Access to clean water and adequate sanitation underpins the health, wellness, and prosperity of all people.
Sustainable Development Goal 6 (SDG 6) sets out a goal to make water and sanitation universal by 2030, including equitable access; the end of open defecation; addressing the unique needs of vulnerable populations; reducing pollution, dumping, and untreated water; increasing efficiency and addressing water scarcity; implementing integrated management; protecting and restoring ecosystems; and expanding both international capacity building, and local participation in water and sanitation management.
Tony Slatyer, Special Advisor for the High-Level Panel on Water for the Australian Government, says that achieving SDG 6 will impact agriculture, education, health, and poverty reduction, using an integrated approach to support all other 16 Sustainable Development Goals.
“The panel was established in order to try to break through some of the perceived barriers to implementing SDG 6, which is the very ambitious goal to ensure that all people have access to safe water and sanitation by 2030,” Slatyer explains. Water is seen as “a critical prerequisite for the achievement of many, if not most of, the other goals,” he says.
Reducing conflict
Attaining SDG 6 is key to reducing conflict. Water resources are finite. These finite resources face pressure and competition that is only increasing, both locally and globally. Because supply does not always meet demand, tension can arise between industrial and economic sectors, different social groups, and across boundaries and territories. This pressure and competition can lead to conflict.

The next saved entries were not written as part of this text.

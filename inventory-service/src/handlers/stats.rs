use axum::extract::State;
use axum::response::IntoResponse;
use axum::Json;

use service_core::error::AppError;

use crate::dtos::StatsResponse;
use crate::services::compute_stats;
use crate::startup::AppState;

pub async fn get_stats(State(state): State<AppState>) -> Result<impl IntoResponse, AppError> {
    let items = state.inventory.list_items(None)?;
    let stats = compute_stats(&items);
    Ok(Json(StatsResponse::from(stats)))
}
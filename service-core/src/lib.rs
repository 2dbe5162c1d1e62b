//! service-core: Shared infrastructure for the inventory backend.
//!
//! Error surface, configuration loading, tracing setup, and the axum
//! middleware every service in the workspace stacks onto its router.
pub mod config;
pub mod error;
pub mod middleware;
pub mod observability;
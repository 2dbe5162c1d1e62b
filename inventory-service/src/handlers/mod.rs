pub mod health;
pub mod invoices;
pub mod items;
pub mod receipts;
pub mod stats;

pub use health::{health_check, metrics_endpoint};
pub use invoices::{create_invoice, get_invoice, list_invoices, update_invoice};
pub use items::{adjust_stock, create_item, delete_item, get_item, list_items, update_item};
pub use receipts::{list_receipts, receive_stock};
pub use stats::get_stats;
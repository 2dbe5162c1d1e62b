//! inventory-service: stock ledger, receipt log, and invoicing backend.
//!
//! The service tracks stock items, records every stock increase as an
//! immutable receipt, and produces invoices whose totals are recomputed on
//! every read. Quantity never goes negative: each mutation path floors at
//! zero, and the single choke point for quantity changes lives in
//! [`services::InventoryService`].

pub mod config;
pub mod dtos;
pub mod handlers;
pub mod middleware;
pub mod models;
pub mod services;
pub mod startup;
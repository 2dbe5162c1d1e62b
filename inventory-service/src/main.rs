use inventory_service::config::InventoryConfig;
use inventory_service::services::init_metrics;
use inventory_service::startup::Application;
use service_core::observability::init_tracing;
use tokio::signal;

async fn shutdown_signal() {
    let ctrl_c = async {
        signal::ctrl_c()
            .await
            .expect("Failed to install Ctrl+C handler");
    };

    #[cfg(unix)]
    let terminate = async {
        signal::unix::signal(signal::unix::SignalKind::terminate())
            .expect("Failed to install SIGTERM handler")
            .recv()
            .await;
    };

    #[cfg(not(unix))]
    let terminate = std::future::pending::<()>();

    tokio::select! {
        _ = ctrl_c => {},
        _ = terminate => {},
    }

    tracing::info!("Shutdown signal received");
}

#[tokio::main]
async fn main() -> std::io::Result<()> {
    // Metrics recorder first, so nothing records into the void.
    init_metrics();

    let config = InventoryConfig::load()
        .map_err(|e| std::io::Error::other(format!("Configuration error: {}", e)))?;

    init_tracing("inventory-service", &config.common.log_level);

    let app = Application::build(config)
        .await
        .map_err(|e| std::io::Error::other(format!("Startup error: {}", e)))?;

    tokio::select! {
        result = app.run_until_stopped() => result,
        _ = shutdown_signal() => Ok(()),
    }
}
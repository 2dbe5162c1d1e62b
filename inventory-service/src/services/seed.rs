//! Demo catalog seeding for development environments.

use chrono::NaiveDate;
use tracing::info;

use service_core::error::AppError;

use crate::models::CreateItem;
use crate::services::inventory::InventoryService;

/// Insert the demo catalog when the store is empty, assigning batch numbers
/// through the regular creation path. Returns how many items were inserted.
pub fn seed_demo_items(inventory: &InventoryService) -> Result<usize, AppError> {
    if !inventory.list_items(None)?.is_empty() {
        return Ok(0);
    }

    let demo = demo_items();
    let count = demo.len();
    for input in demo {
        inventory.create_item(input)?;
    }

    info!(count, "Seeded demo items");
    Ok(count)
}

fn demo_item(
    name: &str,
    category: &str,
    item_type: &str,
    quantity: i64,
    min_stock_level: i64,
    price: &str,
    sku: &str,
    description: &str,
    location: &str,
    supplier: &str,
    expiration_date: Option<NaiveDate>,
) -> CreateItem {
    CreateItem {
        name: name.to_string(),
        category: category.to_string(),
        item_type: item_type.to_string(),
        quantity,
        min_stock_level,
        price: price.parse().unwrap_or_default(),
        sku: sku.to_string(),
        description: description.to_string(),
        location: location.to_string(),
        supplier: supplier.to_string(),
        expiration_date,
    }
}

fn demo_items() -> Vec<CreateItem> {
    vec![
        demo_item(
            "Wireless Mouse",
            "Electronics",
            "Finished Good",
            150,
            50,
            "29.99",
            "ELEC-MOUSE-001",
            "Ergonomic wireless mouse with USB receiver",
            "Warehouse A - Aisle 3",
            "TechSupply Co.",
            None,
        ),
        demo_item(
            "Office Desk Chair",
            "Furniture",
            "Finished Good",
            25,
            15,
            "249.99",
            "FURN-CHAIR-002",
            "Adjustable office chair with lumbar support",
            "Warehouse B - Section 2",
            "FurniturePro Inc.",
            None,
        ),
        demo_item(
            "Printer Paper (Ream)",
            "Office Supplies",
            "Consumable",
            200,
            100,
            "5.49",
            "OFFICE-PAPER-003",
            "500-sheet pack of standard A4 printer paper",
            "Warehouse A - Aisle 1",
            "OfficeWorld Distributors",
            None,
        ),
        demo_item(
            "USB-C Cable",
            "Electronics",
            "Component",
            80,
            40,
            "9.99",
            "ELEC-CABLE-004",
            "1.5m USB-C to USB-C charging cable",
            "Warehouse A - Aisle 4",
            "TechSupply Co.",
            None,
        ),
        demo_item(
            "Bottled Water (Case)",
            "Beverages",
            "Consumable",
            60,
            30,
            "12.99",
            "BEV-WATER-005",
            "24-pack of bottled drinking water",
            "Warehouse C - Cold Storage",
            "FreshDrinks Ltd.",
            NaiveDate::from_ymd_opt(2025, 6, 30),
        ),
    ]
}
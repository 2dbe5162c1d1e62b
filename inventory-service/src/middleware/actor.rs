use axum::async_trait;
use axum::extract::FromRequestParts;
use axum::http::request::Parts;
use std::convert::Infallible;

/// Actor label extractor for inventory-service.
///
/// The identity layer in front of this service forwards who is acting via
/// the `X-Actor` header. The label is stamped into receipt and invoice
/// audit fields and nothing is enforced on it, so the extractor never
/// rejects. A body-level field (`changedBy`, `receivedBy`, `createdBy`)
/// takes precedence when the caller supplies one.
#[derive(Debug, Clone)]
pub struct Actor(pub Option<String>);

#[async_trait]
impl<S> FromRequestParts<S> for Actor
where
    S: Send + Sync,
{
    type Rejection = Infallible;

    async fn from_request_parts(parts: &mut Parts, _state: &S) -> Result<Self, Self::Rejection> {
        let actor = parts
            .headers
            .get("X-Actor")
            .and_then(|v| v.to_str().ok())
            .map(str::trim)
            .filter(|s| !s.is_empty())
            .map(String::from);

        if let Some(label) = &actor {
            tracing::Span::current().record("actor", label.as_str());
        }

        Ok(Actor(actor))
    }
}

SDG 6 aims to ensure sustainable and equitable use of water resources. Sustainable and equitable use does not guarantee that everyone will have all of the water that they want, all of the time, but takes an evidence-based based approach to who needs water most, providing how much they need in a way that secures basic needs and livelihoods are achieved to the best extent possible.
Reducing poverty
Access to clean and safe water is vital for reducing global poverty.
For children to be able to learn, they need to have access to clean water and sanitation at school. Waterborne diseases caused by poor hygiene, a lack of sanitation, or mismanaged water supplies keep kids home and out of school. A lack of education because of illness can hold individuals back from achieving their highest potential in the workforce. This, in the long term, contributes to poverty at the family and community levels.
From agricultural systems to textile processing, industries rely on safe water, and WASH. Furthermore, workers and consumers need access to safe and healthy water to be able to remain at work and to be able to participate in local economic activities. Without consumers, and without workers, poverty is cyclical.
Clean water and sanitation empower everyone within a population, enabling education, work, production, and commerce.
An ambitious but worthwhile endeavour
SDG 6 also plays a direct role in environmental protection and ecosystem improvement (SDG 15). It also has direct links with supporting sustainable cities and communities (SDG 11), and zero hunger (SDG 2). Water, water management, and WASH are at the intersection of economic prosperity, improved livelihoods, and a healthy ecosystem.
Slatyer says that “SDG 6 is an incredibly ambitious and worthwhile endeavour for the global community; it’s utterly positive. It only makes the world a better place.”
“Anything that we can do to move closer to a world where all people can access safe drinking water and sanitation services that provide them with the dignity and health outcomes that we should be able to afford in this world, that is an unambiguously good thing.”